泡で、船で、AIで...... 海洋プラスチックごみ回収の最新イノベーターたち
「オーシャン・クリーンアップ」 海と河川で、大規模なプラごみ回収
ダイビングをしていた時にたくさんのプラごみを見て「プラごみを回収しなくては」と決心したのは、オランダ生まれのボイヤン・スラット氏だ。氏は2013年、18歳のときに非営利団体のオーシャン・クリーンアップを設立した。氏は2014年国連の環境賞を受賞している。 オーシャン・クリーンアップが研究を重ねて生み出したのは、2種類の装置。TGBBのカーテンのように、河川のプラごみが海に流れる前に回収する装置と、海洋でプラごみを回収する装置だ。「2040年までに、海洋に浮かぶプラごみの90%を除去する」ことを目指し、川や海のプラごみの回収を続けている。4月初めの時点で、全装置で回収したプラごみは940万kg以上に達した。 河川用の装置「インターセプターズ」は、プラごみの汚染がとりわけ激しい世界の1000の河川を清掃しようと開発された。

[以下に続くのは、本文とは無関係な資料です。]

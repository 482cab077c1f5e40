//! Unix domain socket transport for host-local agents.

use std::path::{Path, PathBuf};

use tokio::net::UnixStream;

use crate::{Framing, Transport, TransportError};

/// Connect to a listening agent or host.
pub async fn connect_unix(
    path: impl AsRef<Path>,
    framing: Framing,
) -> Result<Transport, TransportError> {
    let path = path.as_ref();
    let stream = UnixStream::connect(path)
        .await
        .map_err(|e| TransportError::ConnectionFailed(format!("{}: {}", path.display(), e)))?;
    Ok(Transport::from_stream(stream, framing))
}

/// Accept-side helper: listen on a Unix socket and yield transports.
#[derive(Debug)]
pub struct UnixListener {
    inner: tokio::net::UnixListener,
    path: PathBuf,
    framing: Framing,
}

impl UnixListener {
    /// Bind to a path. Removes a stale socket file if present.
    pub fn bind(path: impl AsRef<Path>, framing: Framing) -> Result<Self, TransportError> {
        let path = path.as_ref();
        let _ = std::fs::remove_file(path);
        let inner = tokio::net::UnixListener::bind(path)
            .map_err(|e| TransportError::ConnectionFailed(format!("{}: {}", path.display(), e)))?;
        tracing::debug!(path = %path.display(), ?framing, "Listening on unix socket");
        Ok(Self {
            inner,
            path: path.to_path_buf(),
            framing,
        })
    }

    pub fn path(&self) -> &Path {
        &self.path
    }

    /// Accept the next connection.
    pub async fn accept(&self) -> Result<Transport, TransportError> {
        let (stream, _addr) = self
            .inner
            .accept()
            .await
            .map_err(|e| TransportError::ConnectionFailed(e.to_string()))?;
        Ok(Transport::from_stream(stream, self.framing))
    }
}

#[cfg(test)]
mod tests {
    use super::*;

    #[tokio::test]
    async fn test_unix_transport_roundtrip() {
        let dir = tempfile::tempdir().unwrap();
        let sock_path = dir.path().join("agent.sock");

        let listener = UnixListener::bind(&sock_path, Framing::Lines).unwrap();
        assert_eq!(listener.path(), sock_path.as_path());

        let server = tokio::spawn(async move {
            let mut conn = listener.accept().await.unwrap();
            let unit = conn.recv().await.unwrap().unwrap();
            assert_eq!(unit, b"{\"id\":1}");
            conn.send(b"{\"id\":1,\"result\":{}}").await.unwrap();
        });

        let mut client = connect_unix(&sock_path, Framing::Lines).await.unwrap();
        client.send(b"{\"id\":1}").await.unwrap();
        assert_eq!(
            client.recv().await.unwrap().unwrap(),
            b"{\"id\":1,\"result\":{}}"
        );
        server.await.unwrap();
    }

    #[tokio::test]
    async fn test_connect_missing_socket_fails() {
        let dir = tempfile::tempdir().unwrap();
        let err = connect_unix(dir.path().join("missing.sock"), Framing::Binary)
            .await
            .unwrap_err();
        assert!(matches!(err, TransportError::ConnectionFailed(_)));
    }
}
//! Runtime context
//!
//! Everything fixed at startup (configuration, tool registry, prompt
//! templates, model client) lives in one [`Runtime`] shared by `Arc`.

use std::collections::HashMap;
use std::sync::Arc;

use crate::config::RuntimeConfig;
use crate::error::Result;
use crate::model::{EchoModel, ModelClient};
use crate::prompts::TemplateStore;
use crate::tools::{builtin_tools, load_overrides, ToolDescriptor, ToolOverride, ToolRegistry};

pub struct Runtime {
    pub config: RuntimeConfig,
    pub registry: Arc<ToolRegistry>,
    pub templates: TemplateStore,
    pub model: Arc<dyn ModelClient>,
}

impl std::fmt::Debug for Runtime {
    fn fmt(&self, f: &mut std::fmt::Formatter<'_>) -> std::fmt::Result {
        f.debug_struct("Runtime")
            .field("config", &self.config)
            .field("tools", &self.registry.names())
            .field("templates", &self.templates.names())
            .finish_non_exhaustive()
    }
}

impl Runtime {
    pub fn builder(config: RuntimeConfig) -> RuntimeBuilder {
        RuntimeBuilder::new(config)
    }
}

/// Assembles a [`Runtime`]. Registration errors are startup-fatal.
pub struct RuntimeBuilder {
    config: RuntimeConfig,
    builtins: bool,
    tools: Vec<ToolDescriptor>,
    templates: Option<TemplateStore>,
    model: Option<Arc<dyn ModelClient>>,
}

impl RuntimeBuilder {
    pub fn new(config: RuntimeConfig) -> Self {
        Self {
            config,
            builtins: false,
            tools: Vec::new(),
            templates: None,
            model: None,
        }
    }

    /// Register `read_file`, `write_file` and `run_cmd`.
    pub fn with_builtins(mut self) -> Self {
        self.builtins = true;
        self
    }

    pub fn tool(mut self, descriptor: ToolDescriptor) -> Self {
        self.tools.push(descriptor);
        self
    }

    pub fn tools(mut self, descriptors: impl IntoIterator<Item = ToolDescriptor>) -> Self {
        self.tools.extend(descriptors);
        self
    }

    /// Use these templates instead of built-ins plus bundle.
    pub fn templates(mut self, templates: TemplateStore) -> Self {
        self.templates = Some(templates);
        self
    }

    pub fn model(mut self, model: Arc<dyn ModelClient>) -> Self {
        self.model = Some(model);
        self
    }

    pub fn build(self) -> Result<Runtime> {
        self.config.validate()?;
        let bundle = self.config.bundle_dir.clone();

        let templates = match (self.templates, &bundle) {
            (Some(templates), _) => templates,
            (None, Some(bundle)) => TemplateStore::with_dir(&bundle.join("prompts"))?,
            (None, None) => TemplateStore::builtin(),
        };
        let overrides: HashMap<String, ToolOverride> = match &bundle {
            Some(bundle) => load_overrides(bundle)?,
            None => HashMap::new(),
        };

        let mut registry = ToolRegistry::new();
        let descriptors = if self.builtins {
            builtin_tools().into_iter().chain(self.tools).collect()
        } else {
            self.tools
        };
        for descriptor in descriptors {
            let descriptor = match overrides.get(&descriptor.name) {
                Some(over) => over.apply(descriptor),
                None => descriptor,
            };
            registry.register(descriptor)?;
        }
        for name in overrides.keys().filter(|name| !registry.contains(name)) {
            tracing::warn!("Override for unregistered tool ignored: {}", name);
        }

        tracing::info!(
            tools = registry.len(),
            templates = templates.len(),
            bundle = ?bundle,
            "Runtime ready"
        );
        Ok(Runtime {
            config: self.config,
            registry: Arc::new(registry),
            templates,
            model: self.model.unwrap_or_else(|| Arc::new(EchoModel)),
        })
    }
}

#[cfg(test)]
mod tests {
    use super::*;
    use crate::error::AcpError;
    use crate::permissions::PermissionTier;
    use crate::tools::{handler_fn, ToolOutput};
    use std::time::Duration;

    fn noop(name: &str) -> ToolDescriptor {
        ToolDescriptor::new(
            name,
            handler_fn(|_args, _ctx| async { Ok(ToolOutput::success("ok")) }),
        )
    }

    #[test]
    fn test_builtins_registered() {
        let runtime = Runtime::builder(RuntimeConfig::default())
            .with_builtins()
            .build()
            .unwrap();
        let mut names = runtime.registry.names();
        names.sort();
        assert_eq!(names, vec!["read_file", "run_cmd", "write_file"]);
        assert!(runtime.templates.contains("system"));
    }

    #[test]
    fn test_duplicate_tool_is_fatal() {
        let err = Runtime::builder(RuntimeConfig::default())
            .with_builtins()
            .tool(noop("read_file"))
            .build()
            .unwrap_err();
        assert!(matches!(err, AcpError::Registry(_)));
    }

    #[test]
    fn test_invalid_config_is_fatal() {
        let err = Runtime::builder(RuntimeConfig::default().with_max_concurrent_tools(0))
            .build()
            .unwrap_err();
        assert!(matches!(err, AcpError::Config(_)));
    }

    #[test]
    fn test_bundle_overrides_and_templates() {
        let bundle = tempfile::tempdir().unwrap();
        std::fs::create_dir(bundle.path().join("prompts")).unwrap();
        std::fs::write(bundle.path().join("prompts/greet.md"), "Hello {name}").unwrap();
        std::fs::write(
            bundle.path().join("tools.yaml"),
            "run_cmd:\n  permission: never\n  timeoutMs: 500\n",
        )
        .unwrap();

        let runtime = Runtime::builder(RuntimeConfig::default().with_bundle_dir(bundle.path()))
            .with_builtins()
            .build()
            .unwrap();

        let run_cmd = runtime.registry.get("run_cmd").unwrap();
        assert_eq!(run_cmd.tier, PermissionTier::Deny);
        assert_eq!(run_cmd.timeout, Some(Duration::from_millis(500)));
        assert!(runtime.templates.contains("greet"));
        assert!(runtime.templates.contains("system"));
    }
}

インターセプターズは、河川の状況に合わせ、数種類が考案されている。容量50立方メートルのプラごみを回収できるボート「インターセプター・オリジナル」は主要な装置だ。東アジアを中心に、すでに15叟以上が導入されている。3月末には、61 本の運河が流れ込むチャオプラヤー川の浄化のためにバンコクで初導入されたばかり。タイでは、バンコク市をはじめ天然資源・環境省なども回収プロジェクトのパートナーになっている。 船上の太陽光パネルによる発電を電源にした「インターセプター・オリジナル」は、コンテナボックスを積んでいる。ボートにつないだ長いフェンスによって浮遊しているプラごみをボートへと誘導する。流れてきたごみはベルトコンベアーでボート内に引き上げられ、自動でコンテナボックスへと入れられる。ほぼ満杯になると、コンテナボックスを川岸へと運ぶ担当者へメッセージが送信されるという。ごみは処理施設へ運ばれ、コンテナボックスはボートに戻される。 ほかには、小さい河口でU 字型に囲った浮遊フェンスでごみをためる仕組み「インターセプター・バリア」、川の上流と下流に1つずつ浮遊フェンスを設置し、上流側で主なごみをせき止め、下流側で残りのごみをキャッチする仕組み「インターセプター・バリケード」などもある。フェンス内にたまったごみは一挙に回収できる。 一方、海洋用の装置は1号機と2号機の実証実験を経て、昨夏、3号機「システム03」が稼働を開始した。船2隻でフェンスを引っ張りながら海のプラごみを回収する。設置場所は、世界最大のごみ集積地帯の「太平洋ごみベルト」だ。 海洋では、1.5㎝以上のプラごみを捕捉する。ほとんどのごみは水面から深さ2m内にあるというが、第3号は水深4mまでをカバーする。最大効率でサッカー場1面ほどを 5 秒で清掃できる。この装置は海洋生物への配慮の点でも優れている。フェンスに付いた回収網には出口があり、海洋生物が網の中で発見されると逃げられるようになっている。 <「クリーン・ハブ」 プラごみ回収・処理をデジタル化> オーシャン・クリーンアップのように、海に流入するプラごみが集中している地域でのプラごみ回収は効率的だ。ベルリンのクリーン・ハブは、プラごみ汚染がひどい東南アジアを中心に事業を展開している。同社は、プラごみ回収のプロセスをデジタル化した。作業員たちが、プラごみを収集し、種類ごとに分け、安全に処理する(リサイクルしたり、セメント製造などの燃料として使う。それらが無理なら埋め立てる)各段階で、同社のアプリに写真をアップロードする。AIがそれらを分析し、プラごみを確実に処理できる。 同社設立(2020年)のきっかけは、サーフィンやスキーなどが趣味で数十カ国を旅した男性3人がプラごみ汚染を目の当たりにしたこと。3人は、東南アジアではごみ処理のインフラ不足により、家庭から回収されたごみがそのまま農地に捨てられて焼却されたり、家庭単位で燃やすことが頻繁に行われていると知った。 このため、同社は川でプラごみを捕捉するプロジェクトも行いつつ、プラごみ(ガラスや段ボール、アルミニウムなども)を家庭から集めて処理することに焦点を置いている。昨年初めの時点で、回収したごみは8000トンを超えたという。 現在、世界の300以上の企業が同社のクレジットを購入しており、プラスチックオフセット(プラスチック消費量を相殺)を行っている。 すでに海や川に流れているプラごみの多くを回収するには、途方もない年月を要する。とはいえ、回収活動はいま進めなくてはならない。そして、どこに住んでいても「安易にごみを捨ててはいけない」という意識が浸透することを願って止まない。